- What is being asked -
Find the line with "fn face_for(&self, entry: &'static" in the entries below, then reproduce it and every line after it down to and including the line with "for entry in", exactly.

- Records -
------------
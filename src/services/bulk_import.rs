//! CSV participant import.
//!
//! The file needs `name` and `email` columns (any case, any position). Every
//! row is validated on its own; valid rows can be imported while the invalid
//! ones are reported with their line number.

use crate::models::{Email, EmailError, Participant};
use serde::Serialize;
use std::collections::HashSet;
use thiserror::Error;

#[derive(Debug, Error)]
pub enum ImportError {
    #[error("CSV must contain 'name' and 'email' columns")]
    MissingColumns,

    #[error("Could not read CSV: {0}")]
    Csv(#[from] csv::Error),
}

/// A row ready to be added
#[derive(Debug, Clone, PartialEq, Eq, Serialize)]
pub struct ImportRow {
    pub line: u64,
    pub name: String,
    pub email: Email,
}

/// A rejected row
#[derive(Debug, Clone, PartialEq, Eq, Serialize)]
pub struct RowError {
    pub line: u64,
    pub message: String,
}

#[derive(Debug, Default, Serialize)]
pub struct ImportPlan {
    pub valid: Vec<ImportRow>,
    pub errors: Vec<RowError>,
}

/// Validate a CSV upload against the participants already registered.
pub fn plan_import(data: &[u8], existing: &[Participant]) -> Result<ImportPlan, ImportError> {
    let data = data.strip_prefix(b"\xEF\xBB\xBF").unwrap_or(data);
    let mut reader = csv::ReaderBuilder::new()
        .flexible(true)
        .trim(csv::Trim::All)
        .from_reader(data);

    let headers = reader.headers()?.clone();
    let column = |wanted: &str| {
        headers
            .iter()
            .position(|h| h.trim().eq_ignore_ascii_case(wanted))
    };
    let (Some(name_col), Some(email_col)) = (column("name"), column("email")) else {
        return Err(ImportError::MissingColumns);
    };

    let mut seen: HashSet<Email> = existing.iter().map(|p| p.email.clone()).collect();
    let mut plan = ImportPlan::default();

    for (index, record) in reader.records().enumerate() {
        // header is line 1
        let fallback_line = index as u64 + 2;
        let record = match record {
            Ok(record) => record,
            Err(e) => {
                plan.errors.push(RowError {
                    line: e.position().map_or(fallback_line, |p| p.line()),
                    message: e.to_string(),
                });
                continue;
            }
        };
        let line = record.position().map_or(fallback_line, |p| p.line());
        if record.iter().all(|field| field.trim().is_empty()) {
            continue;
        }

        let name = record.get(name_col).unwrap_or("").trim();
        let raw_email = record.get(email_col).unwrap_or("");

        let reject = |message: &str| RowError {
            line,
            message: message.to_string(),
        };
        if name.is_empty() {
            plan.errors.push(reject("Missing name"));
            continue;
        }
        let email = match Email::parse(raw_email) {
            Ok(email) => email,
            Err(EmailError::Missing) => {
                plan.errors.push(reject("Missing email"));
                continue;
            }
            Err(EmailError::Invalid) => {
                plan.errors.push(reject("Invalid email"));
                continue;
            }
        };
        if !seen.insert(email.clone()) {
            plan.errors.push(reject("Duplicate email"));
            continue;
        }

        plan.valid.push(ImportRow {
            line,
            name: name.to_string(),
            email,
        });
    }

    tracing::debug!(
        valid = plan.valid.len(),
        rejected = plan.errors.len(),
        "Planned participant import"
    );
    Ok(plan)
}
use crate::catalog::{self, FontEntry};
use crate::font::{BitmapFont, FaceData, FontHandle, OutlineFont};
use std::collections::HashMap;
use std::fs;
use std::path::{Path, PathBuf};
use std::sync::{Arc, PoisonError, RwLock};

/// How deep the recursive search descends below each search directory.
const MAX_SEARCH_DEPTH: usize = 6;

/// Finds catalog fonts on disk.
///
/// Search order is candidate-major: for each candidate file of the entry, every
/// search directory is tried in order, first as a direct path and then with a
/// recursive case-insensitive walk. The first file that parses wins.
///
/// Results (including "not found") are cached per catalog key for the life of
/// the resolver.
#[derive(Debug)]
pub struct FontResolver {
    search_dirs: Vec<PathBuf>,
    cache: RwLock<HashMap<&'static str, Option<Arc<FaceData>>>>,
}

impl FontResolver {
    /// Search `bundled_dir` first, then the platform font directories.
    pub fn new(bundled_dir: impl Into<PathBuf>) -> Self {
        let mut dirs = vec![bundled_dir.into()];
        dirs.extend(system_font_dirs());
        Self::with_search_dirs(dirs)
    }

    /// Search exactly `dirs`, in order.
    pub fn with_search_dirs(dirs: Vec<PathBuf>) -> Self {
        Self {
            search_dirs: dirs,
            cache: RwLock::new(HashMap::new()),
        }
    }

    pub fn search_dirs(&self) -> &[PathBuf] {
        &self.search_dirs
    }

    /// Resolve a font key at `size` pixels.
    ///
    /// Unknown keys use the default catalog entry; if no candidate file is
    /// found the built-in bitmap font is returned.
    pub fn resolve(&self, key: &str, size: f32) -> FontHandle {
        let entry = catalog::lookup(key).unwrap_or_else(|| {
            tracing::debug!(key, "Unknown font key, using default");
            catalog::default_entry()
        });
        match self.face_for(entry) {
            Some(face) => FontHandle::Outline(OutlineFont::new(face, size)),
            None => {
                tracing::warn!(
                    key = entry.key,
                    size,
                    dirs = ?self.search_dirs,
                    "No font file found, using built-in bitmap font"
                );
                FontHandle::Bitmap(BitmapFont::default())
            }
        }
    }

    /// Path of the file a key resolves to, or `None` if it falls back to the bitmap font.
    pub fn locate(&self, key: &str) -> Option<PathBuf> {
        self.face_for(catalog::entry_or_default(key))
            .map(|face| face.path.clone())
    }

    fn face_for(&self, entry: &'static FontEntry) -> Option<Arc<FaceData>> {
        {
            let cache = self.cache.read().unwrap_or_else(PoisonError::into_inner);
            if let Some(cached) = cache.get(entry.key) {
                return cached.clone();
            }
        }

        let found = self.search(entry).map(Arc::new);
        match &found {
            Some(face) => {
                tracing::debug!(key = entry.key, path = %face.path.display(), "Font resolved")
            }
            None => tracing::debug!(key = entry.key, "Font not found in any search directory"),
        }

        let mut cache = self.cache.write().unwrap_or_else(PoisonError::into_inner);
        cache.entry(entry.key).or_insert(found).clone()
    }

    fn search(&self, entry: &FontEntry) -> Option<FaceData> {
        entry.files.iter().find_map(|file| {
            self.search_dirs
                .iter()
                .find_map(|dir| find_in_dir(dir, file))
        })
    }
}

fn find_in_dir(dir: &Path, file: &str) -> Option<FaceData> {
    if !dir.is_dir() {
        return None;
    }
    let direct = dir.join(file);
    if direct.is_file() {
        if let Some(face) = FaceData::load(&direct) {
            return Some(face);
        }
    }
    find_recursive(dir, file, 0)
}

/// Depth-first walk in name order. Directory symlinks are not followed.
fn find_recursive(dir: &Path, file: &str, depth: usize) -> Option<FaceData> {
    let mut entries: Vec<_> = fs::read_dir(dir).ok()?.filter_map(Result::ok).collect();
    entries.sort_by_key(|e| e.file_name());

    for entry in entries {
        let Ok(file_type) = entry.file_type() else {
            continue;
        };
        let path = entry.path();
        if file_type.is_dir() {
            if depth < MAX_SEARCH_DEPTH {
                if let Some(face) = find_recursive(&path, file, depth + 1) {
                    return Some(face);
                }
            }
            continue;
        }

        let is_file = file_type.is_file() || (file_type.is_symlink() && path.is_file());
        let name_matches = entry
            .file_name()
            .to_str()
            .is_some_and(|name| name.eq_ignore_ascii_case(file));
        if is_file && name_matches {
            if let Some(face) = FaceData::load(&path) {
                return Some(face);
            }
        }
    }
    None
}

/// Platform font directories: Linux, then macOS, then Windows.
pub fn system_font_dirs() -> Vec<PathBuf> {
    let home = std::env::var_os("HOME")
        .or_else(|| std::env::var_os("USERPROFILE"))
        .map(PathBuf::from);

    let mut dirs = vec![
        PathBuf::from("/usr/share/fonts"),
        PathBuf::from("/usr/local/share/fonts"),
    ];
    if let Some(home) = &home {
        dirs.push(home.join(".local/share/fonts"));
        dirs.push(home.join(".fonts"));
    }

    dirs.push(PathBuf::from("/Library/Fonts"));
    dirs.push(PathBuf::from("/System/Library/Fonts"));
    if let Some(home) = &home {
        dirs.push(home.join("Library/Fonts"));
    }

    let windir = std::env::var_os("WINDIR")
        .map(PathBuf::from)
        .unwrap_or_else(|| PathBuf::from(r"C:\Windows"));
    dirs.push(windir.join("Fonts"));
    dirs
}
------------
- Your response -
    fn face_for(&self, entry: &'static FontEntry) -> Option<Arc<FaceData>> {
        {
            let cache = self.cache.read().unwrap_or_else(PoisonError::into_inner);
            if let Some(cached) = cache.get(entry.key) {
                return cached.clone();
            }
        }

        let found = self.search(entry).map(Arc::new);
        match &found {
            Some(face) => {
                tracing::debug!(key = entry.key, path = %face.path.display(), "Font resolved")
            }
            None => tracing::debug!(key = entry.key, "Font not found in any search directory"),
        }

        let mut cache = self.cache.write().unwrap_or_else(PoisonError::into_inner);
        cache.entry(entry.key).or_insert(found).clone()
    }

    fn search(&self, entry: &FontEntry) -> Option<FaceData> {
        entry.files.iter().find_map(|file| {
            self.search_dirs
                .iter()
                .find_map(|dir| find_in_dir(dir, file))
        })
    }
}

fn find_in_dir(dir: &Path, file: &str) -> Option<FaceData> {
    if !dir.is_dir() {
        return None;
    }
    let direct = dir.join(file);
    if direct.is_file() {
        if let Some(face) = FaceData::load(&direct) {
            return Some(face);
        }
    }
    find_recursive(dir, file, 0)
}

/// Depth-first walk in name order. Directory symlinks are not followed.
fn find_recursive(dir: &Path, file: &str, depth: usize) -> Option<FaceData> {
    let mut entries: Vec<_> = fs::read_dir(dir).ok()?.filter_map(Result::ok).collect();
    entries.sort_by_key(|e| e.file_name());

    for entry in entries {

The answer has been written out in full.